Codegolf a program that will take input in the form of a sentence and then provide the output with the first letter capitalized in each word.

Rules:

  1. Submissions may not be in the form of a function. So no:

    function x(y){z=some_kind_of_magic(y);return z;} as your final answer... Your code must show that it takes input, and provides output.

  2. The code must preserve any other capital letters the input has. So

    eCommerce and eBusiness are cool, don't you agree, Richard III?
    

    will be rendered as

    ECommerce And EBusiness Are Cool, Don't You Agree, Richard III?
    
  3. Some of you may be thinking, "Easy, I'll just use regex!" and so using the native regex in your chosen golfing language will incur a 30 character penalty which will be applied to your final code count. Evil laugh

  4. A "word" in this case is anything separated by a space. Therefore palate cleanser is two words, whereas pigeon-toed is considered one word. if_you_love_her_then_you_should_put_a_ring_on_it is considered one word. If a word starts with a non-alphabetical character, the word is preserved, so _this after rendering remains as _this. (Kudos to Martin Buttner for pointing this test case out).

    • 4b. There is no guarantee that words in the input phrase will be separated by a single space.
  5. Test Case, (please use to test your code):

    Input:

    eCommerce rocks. crazyCamelCase stuff. _those  pigeon-toed shennanigans. Fiery trailblazing 345 thirty-two Roger. The quick brown fox jumped over the lazy dogs. Clancy Brown would have been cool as Lex Luthor. good_bye
    

    Output:

    ECommerce Rocks. CrazyCamelCase Stuff. _those  Pigeon-toed Shennanigans. Fiery Trailblazing 345 Thirty-two Roger. The Quick Brown Fox Jumped Over The Lazy Dogs. Clancy Brown Would Have Been Cool As Lex Luthor. Good_bye
    
  6. This is code golf, shortest code wins...

Good luck...

\$\endgroup\$
14
  • 1
    \$\begingroup\$ What about spaces at the end of the line? Do we have to preserve them? Can we add one if it serves our needs? \$\endgroup\$
    – Dennis
    May 11, 2015 at 0:48
  • 2
    \$\begingroup\$ Dennis, please preserve spaces from the input... \$\endgroup\$ May 11, 2015 at 1:04
  • 3
    \$\begingroup\$ != TitleCase dam it! c# loses AGAIN! \$\endgroup\$
    – Ewan
    May 11, 2015 at 11:07
  • 1
    \$\begingroup\$ @Tim The double space before Pigeon-toed is correct. He said to preserve spacing. \$\endgroup\$
    – mbomb007
    May 11, 2015 at 17:04
  • 2
    \$\begingroup\$ What separates the words? Any whitespace (tabs, newlines, etc) or just spaces? \$\endgroup\$ May 11, 2015 at 18:22

66 Answers 66

2
\$\begingroup\$

Mathematica, 66 bytes

Print@StringReplace[InputString[],WordBoundary~~a_:>ToUpperCase@a]

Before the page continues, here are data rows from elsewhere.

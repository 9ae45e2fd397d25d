use std::io::Write as _;
use std::path::Path;
use std::process::{Command, Stdio};

use image::RgbaImage;
use image::imageops;
use tempfile::NamedTempFile;

use crate::foundation::error::{SpriteError, SpriteResult};
use crate::media::source::{VideoInfo, VideoSource};

/// Video decoded by the system `ffmpeg`/`ffprobe` tools.
///
/// The source bytes are spilled to a temporary file that lives as long as the source.
/// Frames are decoded in coded orientation and then turned upright from the stream's
/// rotation metadata, so `info()` reports the displayed size.
#[derive(Debug)]
pub struct FfmpegSource {
    spill: NamedTempFile,
    probe: Probe,
}

impl FfmpegSource {
    /// Spill `bytes` to disk and probe them.
    pub fn from_bytes(bytes: &[u8]) -> SpriteResult<Self> {
        if !is_ffmpeg_on_path() {
            return Err(SpriteError::unsupported_format(
                "ffmpeg is required for video decoding, but was not found on PATH",
            ));
        }

        let mut spill = tempfile::Builder::new()
            .prefix("sprite_processor_video_")
            .suffix(".bin")
            .tempfile()
            .map_err(|e| {
                SpriteError::Other(anyhow::anyhow!("failed to create video spill file: {e}"))
            })?;
        spill.write_all(bytes).map_err(|e| {
            SpriteError::Other(anyhow::anyhow!(
                "failed to write video to '{}': {e}",
                spill.path().display()
            ))
        })?;

        let probe = probe_video(spill.path())?;
        tracing::debug!(
            width = probe.info.width,
            height = probe.info.height,
            quarter_turns = probe.quarter_turns,
            fps = probe.info.fps,
            duration = probe.info.duration_secs,
            "probed video"
        );
        Ok(Self { spill, probe })
    }
}

impl VideoSource for FfmpegSource {
    fn info(&self) -> &VideoInfo {
        &self.probe.info
    }

    fn frame_at(&mut self, t: f64) -> SpriteResult<Option<RgbaImage>> {
        let info = &self.probe.info;
        let last = if info.fps > 0.0 {
            (info.duration_secs - 1.0 / info.fps).max(0.0)
        } else {
            info.duration_secs
        };
        let t = if t.is_finite() { t.clamp(0.0, last) } else { 0.0 };
        decode_frame(self.spill.path(), &self.probe, t)
    }
}

/// Probe results: displayed info plus the coded geometry frames arrive in.
#[derive(Clone, Debug, PartialEq)]
struct Probe {
    info: VideoInfo,
    coded_width: u32,
    coded_height: u32,
    /// Clockwise quarter turns from coded to displayed orientation (0..=3).
    quarter_turns: u32,
}

fn probe_video(path: &Path) -> SpriteResult<Probe> {
    let out = Command::new("ffprobe")
        .args([
            "-v",
            "error",
            "-print_format",
            "json",
            "-show_streams",
            "-show_format",
        ])
        .arg(path)
        .output()
        .map_err(|e| SpriteError::unsupported_format(format!("failed to run ffprobe: {e}")))?;
    if !out.status.success() {
        return Err(SpriteError::unsupported_format(format!(
            "ffprobe could not read the video: {}",
            String::from_utf8_lossy(&out.stderr).trim()
        )));
    }
    parse_probe(&out.stdout)
}

fn parse_probe(json: &[u8]) -> SpriteResult<Probe> {
    #[derive(serde::Deserialize)]
    struct ProbeStream {
        codec_type: Option<String>,
        width: Option<u32>,
        height: Option<u32>,
        avg_frame_rate: Option<String>,
        r_frame_rate: Option<String>,
        duration: Option<String>,
        #[serde(default)]
        tags: Option<ProbeTags>,
        #[serde(default)]
        side_data_list: Vec<ProbeSideData>,
    }
    #[derive(serde::Deserialize)]
    struct ProbeTags {
        rotate: Option<String>,
    }
    #[derive(serde::Deserialize)]
    struct ProbeSideData {
        rotation: Option<f64>,
    }
    #[derive(serde::Deserialize)]
    struct ProbeFormat {
        duration: Option<String>,
    }
    #[derive(serde::Deserialize)]
    struct ProbeOut {
        streams: Vec<ProbeStream>,
        format: Option<ProbeFormat>,
    }

    let parsed: ProbeOut = serde_json::from_slice(json)
        .map_err(|e| SpriteError::unsupported_format(format!("ffprobe json parse failed: {e}")))?;
    let stream = parsed
        .streams
        .iter()
        .find(|s| s.codec_type.as_deref() == Some("video"))
        .ok_or_else(|| SpriteError::unsupported_format("no video stream found"))?;
    let (Some(coded_width), Some(coded_height)) = (stream.width, stream.height) else {
        return Err(SpriteError::unsupported_format(
            "ffprobe reported no video dimensions",
        ));
    };

    let fps = [stream.avg_frame_rate.as_deref(), stream.r_frame_rate.as_deref()]
        .into_iter()
        .flatten()
        .filter_map(parse_ff_ratio)
        .find(|fps| *fps > 0.0)
        .unwrap_or(0.0);
    let duration_secs = stream
        .duration
        .as_deref()
        .or_else(|| parsed.format.as_ref().and_then(|f| f.duration.as_deref()))
        .and_then(|s| s.parse::<f64>().ok())
        .unwrap_or(0.0);

    // The display matrix angle is counter-clockwise; the legacy `rotate` tag is clockwise.
    let clockwise = stream
        .side_data_list
        .iter()
        .find_map(|d| d.rotation)
        .map(|ccw| -ccw)
        .or_else(|| {
            stream
                .tags
                .as_ref()
                .and_then(|t| t.rotate.as_deref())
                .and_then(|r| r.trim().parse::<f64>().ok())
        })
        .unwrap_or(0.0);
    let quarter_turns = quarter_turns(clockwise);
    let (width, height) = if quarter_turns % 2 == 1 {
        (coded_height, coded_width)
    } else {
        (coded_width, coded_height)
    };

    Ok(Probe {
        info: VideoInfo {
            width,
            height,
            fps,
            duration_secs,
            decoder: "ffmpeg",
        },
        coded_width,
        coded_height,
        quarter_turns,
    })
}

/// Nearest clockwise quarter-turn count in `0..4` for an angle in degrees.
fn quarter_turns(clockwise_degrees: f64) -> u32 {
    if !clockwise_degrees.is_finite() {
        return 0;
    }
    ((clockwise_degrees / 90.0).round() as i64).rem_euclid(4) as u32
}

fn decode_frame(path: &Path, probe: &Probe, t: f64) -> SpriteResult<Option<RgbaImage>> {
    let out = Command::new("ffmpeg")
        .args(["-v", "error", "-noautorotate", "-ss", &format!("{t:.6}")])
        .arg("-i")
        .arg(path)
        .args([
            "-frames:v",
            "1",
            "-f",
            "rawvideo",
            "-pix_fmt",
            "rgba",
            "pipe:1",
        ])
        .stdin(Stdio::null())
        .output()
        .map_err(|e| SpriteError::decode(format!("failed to run ffmpeg for video decode: {e}")))?;
    if !out.status.success() {
        return Err(SpriteError::decode(format!(
            "ffmpeg video decode failed at {t:.3}s: {}",
            String::from_utf8_lossy(&out.stderr).trim()
        )));
    }
    if out.stdout.is_empty() {
        return Ok(None);
    }

    let (w, h) = (probe.coded_width, probe.coded_height);
    let expected = w as usize * h as usize * 4;
    if out.stdout.len() < expected {
        return Err(SpriteError::decode(format!(
            "decoded frame has {} bytes, expected {expected}",
            out.stdout.len()
        )));
    }
    let mut raw = out.stdout;
    raw.truncate(expected);
    Ok(RgbaImage::from_raw(w, h, raw).map(|img| upright(img, probe.quarter_turns)))
}

fn upright(img: RgbaImage, quarter_turns: u32) -> RgbaImage {
    match quarter_turns % 4 {
        1 => imageops::rotate90(&img),
        2 => imageops::rotate180(&img),
        3 => imageops::rotate270(&img),
        _ => img,
    }
}

fn parse_ff_ratio(s: &str) -> Option<f64> {
    let (a, b) = s.split_once('/')?;
    let a = a.trim().parse::<f64>().ok()?;
    let b = b.trim().parse::<f64>().ok()?;
    if b == 0.0 {
        return None;
    }
    Some(a / b)
}

/// Return `true` when both `ffmpeg` and `ffprobe` can be invoked from `PATH`.
pub fn is_ffmpeg_on_path() -> bool {
    ["ffmpeg", "ffprobe"].iter().all(|tool| {
        Command::new(tool)
            .arg("-version")
            .stdout(Stdio::null())
            .stderr(Stdio::null())
            .status()
            .map(|s| s.success())
            .unwrap_or(false)
    })
}

#[cfg(test)]
#[path = "../../tests/unit/media/ffmpeg.rs"]
mod tests;
use std::fmt;
use std::str::FromStr;

use image::RgbaImage;

use crate::foundation::error::{SpriteError, SpriteResult};
use crate::foundation::raster::encode_png;
use crate::segment::model::ModelId;

/// `cols x rows` partition of a spritesheet into equal-size tiles.
///
/// Tiles are numbered row-major and zero-based: `index = row * cols + col`.
#[derive(
    Clone, Copy, Debug, PartialEq, Eq, PartialOrd, Ord, Hash, serde::Serialize, serde::Deserialize,
)]
pub struct Grid {
    /// Number of tile columns (> 0).
    pub cols: u32,
    /// Number of tile rows (> 0).
    pub rows: u32,
}

impl Grid {
    /// Create a validated grid with non-zero columns and rows whose tile count fits `u32`.
    pub fn new(cols: u32, rows: u32) -> SpriteResult<Self> {
        if cols == 0 || rows == 0 {
            return Err(SpriteError::invalid_grid(format!(
                "grid columns and rows must be > 0, got {cols}x{rows}"
            )));
        }
        if cols.checked_mul(rows).is_none() {
            return Err(SpriteError::invalid_grid(format!(
                "grid {cols}x{rows} has too many tiles"
            )));
        }
        Ok(Self { cols, rows })
    }

    /// Number of tiles in the grid, saturating for grids built without [`Grid::new`].
    pub fn capacity(self) -> u32 {
        self.cols.saturating_mul(self.rows)
    }

    /// `(row, col)` of the tile at `index`.
    pub fn position(self, index: u32) -> (u32, u32) {
        (index / self.cols, index % self.cols)
    }

    /// Row-major index of the tile at `(row, col)`.
    pub fn index_of(self, row: u32, col: u32) -> u32 {
        row * self.cols + col
    }
}

impl fmt::Display for Grid {
    fn fmt(&self, f: &mut fmt::Formatter<'_>) -> fmt::Result {
        write!(f, "{}x{}", self.cols, self.rows)
    }
}

impl FromStr for Grid {
    type Err = SpriteError;

    /// Parse `"{cols}x{rows}"` (the separator is case-insensitive).
    fn from_str(s: &str) -> Result<Self, Self::Err> {
        let bad = || {
            SpriteError::invalid_grid(format!(
                "grid must be 'COLSxROWS' with positive integers (e.g. '5x2'), got '{s}'"
            ))
        };
        let lower = s.trim().to_ascii_lowercase();
        let (cols, rows) = lower.split_once('x').ok_or_else(bad)?;
        let cols = cols.trim().parse::<u32>().map_err(|_| bad())?;
        let rows = rows.trim().parse::<u32>().map_err(|_| bad())?;
        if cols == 0 || rows == 0 {
            return Err(bad());
        }
        Grid::new(cols, rows)
    }
}

/// Resolved sheet geometry: a grid plus the pixel size of one tile.
#[derive(Clone, Copy, Debug, PartialEq, Eq, Hash, serde::Serialize, serde::Deserialize)]
pub struct SheetLayout {
    /// Tile grid.
    pub grid: Grid,
    /// Tile width in pixels.
    pub frame_width: u32,
    /// Tile height in pixels.
    pub frame_height: u32,
}

impl SheetLayout {
    /// Create a layout; frame sizes must be non-zero.
    pub fn new(grid: Grid, frame_width: u32, frame_height: u32) -> SpriteResult<Self> {
        if frame_width == 0 || frame_height == 0 {
            return Err(SpriteError::invalid_grid(format!(
                "frame size must be > 0, got {frame_width}x{frame_height}"
            )));
        }
        if grid.cols.checked_mul(frame_width).is_none()
            || grid.rows.checked_mul(frame_height).is_none()
        {
            return Err(SpriteError::invalid_grid(format!(
                "grid {grid} of {frame_width}x{frame_height} frames is too large"
            )));
        }
        Ok(Self {
            grid,
            frame_width,
            frame_height,
        })
    }

    /// Width of a sheet that exactly holds this layout.
    pub fn sheet_width(&self) -> u32 {
        self.grid.cols * self.frame_width
    }

    /// Height of a sheet that exactly holds this layout.
    pub fn sheet_height(&self) -> u32 {
        self.grid.rows * self.frame_height
    }

    /// Top-left pixel of tile `index`.
    pub fn tile_origin(&self, index: u32) -> (u32, u32) {
        let (row, col) = self.grid.position(index);
        (col * self.frame_width, row * self.frame_height)
    }
}

/// Where a frame's pixels came from.
#[derive(Clone, Copy, Debug, PartialEq, Eq, Hash, serde::Serialize, serde::Deserialize)]
#[serde(rename_all = "snake_case")]
pub enum FrameSource {
    /// Sliced or sampled from the input, untouched.
    Original,
    /// Output of a background-removal model.
    Processed,
}

/// One tile of a spritesheet, or one sampled instant of a video.
#[derive(Clone, Debug)]
pub struct Frame {
    /// Row-major zero-based index.
    pub index: u32,
    /// Grid row.
    pub row: u32,
    /// Grid column.
    pub col: u32,
    /// Straight-alpha RGBA pixels.
    pub image: RgbaImage,
    /// Provenance of `image`.
    pub source: FrameSource,
    /// Model that produced `image`, for processed frames.
    pub model: Option<ModelId>,
}

impl Frame {
    /// Original (unprocessed) frame at `index` of `grid`.
    pub fn original(index: u32, grid: Grid, image: RgbaImage) -> Self {
        let (row, col) = grid.position(index);
        Self {
            index,
            row,
            col,
            image,
            source: FrameSource::Original,
            model: None,
        }
    }

    /// Copy of this frame's placement carrying a model's output.
    pub fn processed(&self, model: ModelId, image: RgbaImage) -> Self {
        Self {
            index: self.index,
            row: self.row,
            col: self.col,
            image,
            source: FrameSource::Processed,
            model: Some(model),
        }
    }

    /// `(width, height)` of the frame image.
    pub fn dimensions(&self) -> (u32, u32) {
        self.image.dimensions()
    }
}

/// Re-derive `row`/`col` of every frame for `grid`, keeping indices.
pub fn relayout(frames: &mut [Frame], grid: Grid) {
    for frame in frames {
        let (row, col) = grid.position(frame.index);
        frame.row = row;
        frame.col = col;
    }
}

/// Descriptive metadata attached to an assembled spritesheet.
#[derive(Clone, Debug, PartialEq, Eq, serde::Serialize)]
pub struct SpritesheetSpec {
    /// Grid the sheet was assembled on.
    pub grid: Grid,
    /// Tile width in pixels.
    pub frame_width: u32,
    /// Tile height in pixels.
    pub frame_height: u32,
    /// Number of populated tiles.
    pub frame_count: u32,
    /// File name of the source the frames came from.
    pub source_filename: String,
    /// Byte size of the source the frames came from.
    pub source_size_bytes: u64,
}

/// An assembled sheet and its immutable metadata.
#[derive(Clone, Debug)]
pub struct Spritesheet {
    image: RgbaImage,
    spec: SpritesheetSpec,
}

impl Spritesheet {
    pub(crate) fn new(image: RgbaImage, spec: SpritesheetSpec) -> Self {
        Self { image, spec }
    }

    /// Composite pixels.
    pub fn image(&self) -> &RgbaImage {
        &self.image
    }

    /// Sheet metadata.
    pub fn spec(&self) -> &SpritesheetSpec {
        &self.spec
    }

    /// Encode the sheet as PNG.
    pub fn to_png(&self) -> SpriteResult<Vec<u8>> {
        encode_png(&self.image)
    }
}

#[cfg(test)]
#[path = "../../tests/unit/foundation/core.rs"]
mod tests;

I would use ToCamelCase, but it doesn't preserve spacing.

\$\endgroup\$
2
\$\begingroup\$

R, 139 105 bytes

for(i in 1:length(p<-strsplit(readline(),"")[[1]])){if(i<2||p[i-1]==" ")p[i]=toupper(p[i])};cat(p,sep="")

Ungolfed + explanation:

# Assign p to be a vector of the input read from stdin, split into characters

for(i in 1:length(p <- strsplit(readline(), "")[[1]])) {

    # If we're at the first iteration or the previous character was a space

    if (i < 2 || p[i-1] == " ") {

        # Convert the current character to its uppercase equivalent

        p[i] <- toupper(p[i])
    }
}

# Join the vector elements into a single string and print it to stdout
cat(p, sep = "")

R with regex, 49 41 + 30 = 71 bytes

I'm really bummed; this actually has a better score using regular expressions with the penalty.

gsub("(^.| +.)","\\U\\1",readline(),pe=T)

This matches any single character at the beginning of the string or following any number of spaces and replaces it with an uppercase version of the capture. Note that applying \\U is legit and has no effect for non-letters. pe=T is interpreted as perl = TRUE since it takes advantage of R's partial matching of function parameters and the synonym for TRUE. For whatever reason, R doesn't use Perl-style regular expression by default.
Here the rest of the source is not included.